■ Supplied material ■
————————
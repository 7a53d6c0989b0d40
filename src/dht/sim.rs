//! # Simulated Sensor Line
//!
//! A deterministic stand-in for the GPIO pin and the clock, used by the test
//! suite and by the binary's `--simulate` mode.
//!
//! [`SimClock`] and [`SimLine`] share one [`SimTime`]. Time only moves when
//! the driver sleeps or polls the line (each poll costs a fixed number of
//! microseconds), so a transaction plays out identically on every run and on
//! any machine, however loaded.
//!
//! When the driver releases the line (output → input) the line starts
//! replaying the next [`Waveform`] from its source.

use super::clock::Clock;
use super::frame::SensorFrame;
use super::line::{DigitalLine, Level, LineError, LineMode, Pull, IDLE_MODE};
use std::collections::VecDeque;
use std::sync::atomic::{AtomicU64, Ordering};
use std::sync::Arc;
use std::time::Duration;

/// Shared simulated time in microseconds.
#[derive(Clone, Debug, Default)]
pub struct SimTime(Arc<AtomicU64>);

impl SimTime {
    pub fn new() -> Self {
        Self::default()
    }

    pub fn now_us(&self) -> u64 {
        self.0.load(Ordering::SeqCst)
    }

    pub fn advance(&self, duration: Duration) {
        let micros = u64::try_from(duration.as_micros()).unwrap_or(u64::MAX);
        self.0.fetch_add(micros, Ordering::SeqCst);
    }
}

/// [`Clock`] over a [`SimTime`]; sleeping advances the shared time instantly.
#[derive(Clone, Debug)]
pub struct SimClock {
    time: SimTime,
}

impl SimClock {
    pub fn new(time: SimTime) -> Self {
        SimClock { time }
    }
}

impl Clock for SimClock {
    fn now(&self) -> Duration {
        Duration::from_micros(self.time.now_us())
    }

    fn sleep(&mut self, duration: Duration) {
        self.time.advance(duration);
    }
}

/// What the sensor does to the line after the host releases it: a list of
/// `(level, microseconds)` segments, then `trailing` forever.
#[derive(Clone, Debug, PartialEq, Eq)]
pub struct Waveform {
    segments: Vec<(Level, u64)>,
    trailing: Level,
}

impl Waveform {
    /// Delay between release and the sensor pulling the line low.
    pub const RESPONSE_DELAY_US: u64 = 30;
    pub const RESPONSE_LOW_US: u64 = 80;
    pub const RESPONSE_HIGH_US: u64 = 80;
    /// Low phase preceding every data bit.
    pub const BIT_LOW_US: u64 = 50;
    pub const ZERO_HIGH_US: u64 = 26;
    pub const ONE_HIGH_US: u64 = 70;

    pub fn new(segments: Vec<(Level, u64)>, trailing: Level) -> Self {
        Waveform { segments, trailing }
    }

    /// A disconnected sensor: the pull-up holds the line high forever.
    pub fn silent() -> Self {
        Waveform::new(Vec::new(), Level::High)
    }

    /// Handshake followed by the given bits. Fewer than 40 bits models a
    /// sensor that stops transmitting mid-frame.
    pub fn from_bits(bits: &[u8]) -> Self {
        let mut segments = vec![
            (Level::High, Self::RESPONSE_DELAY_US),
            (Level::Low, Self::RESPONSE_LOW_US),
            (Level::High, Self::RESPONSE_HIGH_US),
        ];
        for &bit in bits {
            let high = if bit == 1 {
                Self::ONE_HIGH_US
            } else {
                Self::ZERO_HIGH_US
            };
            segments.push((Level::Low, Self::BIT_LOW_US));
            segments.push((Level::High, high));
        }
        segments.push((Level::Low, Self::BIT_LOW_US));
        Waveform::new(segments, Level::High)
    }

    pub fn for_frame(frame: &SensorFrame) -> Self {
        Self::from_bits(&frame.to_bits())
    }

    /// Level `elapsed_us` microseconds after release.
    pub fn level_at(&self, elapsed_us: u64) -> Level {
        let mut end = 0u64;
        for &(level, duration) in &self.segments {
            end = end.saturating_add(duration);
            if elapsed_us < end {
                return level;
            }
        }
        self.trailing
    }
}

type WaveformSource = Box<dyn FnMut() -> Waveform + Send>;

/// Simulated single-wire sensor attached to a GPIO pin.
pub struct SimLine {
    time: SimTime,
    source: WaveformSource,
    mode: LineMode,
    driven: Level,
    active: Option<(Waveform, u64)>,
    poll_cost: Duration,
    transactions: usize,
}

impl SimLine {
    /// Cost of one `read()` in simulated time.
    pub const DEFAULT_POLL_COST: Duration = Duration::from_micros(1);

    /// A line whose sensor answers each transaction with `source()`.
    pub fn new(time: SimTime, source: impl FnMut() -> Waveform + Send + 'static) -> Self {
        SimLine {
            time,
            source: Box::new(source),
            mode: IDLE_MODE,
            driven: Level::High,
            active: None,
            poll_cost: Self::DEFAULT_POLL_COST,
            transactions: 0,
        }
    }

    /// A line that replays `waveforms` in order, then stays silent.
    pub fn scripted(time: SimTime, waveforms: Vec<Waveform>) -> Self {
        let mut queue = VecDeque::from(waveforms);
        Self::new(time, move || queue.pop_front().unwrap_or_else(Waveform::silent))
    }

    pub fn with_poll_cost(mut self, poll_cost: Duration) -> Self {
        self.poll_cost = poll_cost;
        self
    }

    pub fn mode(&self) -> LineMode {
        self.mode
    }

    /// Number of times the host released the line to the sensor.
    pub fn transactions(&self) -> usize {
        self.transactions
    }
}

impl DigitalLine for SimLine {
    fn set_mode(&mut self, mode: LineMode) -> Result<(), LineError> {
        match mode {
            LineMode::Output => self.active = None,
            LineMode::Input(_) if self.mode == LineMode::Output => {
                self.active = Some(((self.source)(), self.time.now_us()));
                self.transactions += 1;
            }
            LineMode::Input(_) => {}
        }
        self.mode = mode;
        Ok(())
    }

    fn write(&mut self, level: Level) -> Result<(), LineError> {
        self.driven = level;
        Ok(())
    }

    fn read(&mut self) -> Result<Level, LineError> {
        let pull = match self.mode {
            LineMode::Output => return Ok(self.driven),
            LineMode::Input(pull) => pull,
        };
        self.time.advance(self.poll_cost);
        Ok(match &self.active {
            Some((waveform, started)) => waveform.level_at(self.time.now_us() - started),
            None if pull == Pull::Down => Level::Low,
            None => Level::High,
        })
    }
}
————————
■ Directions for this task ■
All lines from the first line of the listing above through the line containing "the line starts" are to be retyped exactly. Leave out any other line.

■ Exercise solution ■
repository 7a53d6c0989b0d40
filename src/dht/sim.rs
//! # Simulated Sensor Line
//!
//! A deterministic stand-in for the GPIO pin and the clock, used by the test
//! suite and by the binary's `--simulate` mode.
//!
//! [`SimClock`] and [`SimLine`] share one [`SimTime`]. Time only moves when
//! the driver sleeps or polls the line (each poll costs a fixed number of
//! microseconds), so a transaction plays out identically on every run and on
//! any machine, however loaded.
//!
//! When the driver releases the line (output → input) the line starts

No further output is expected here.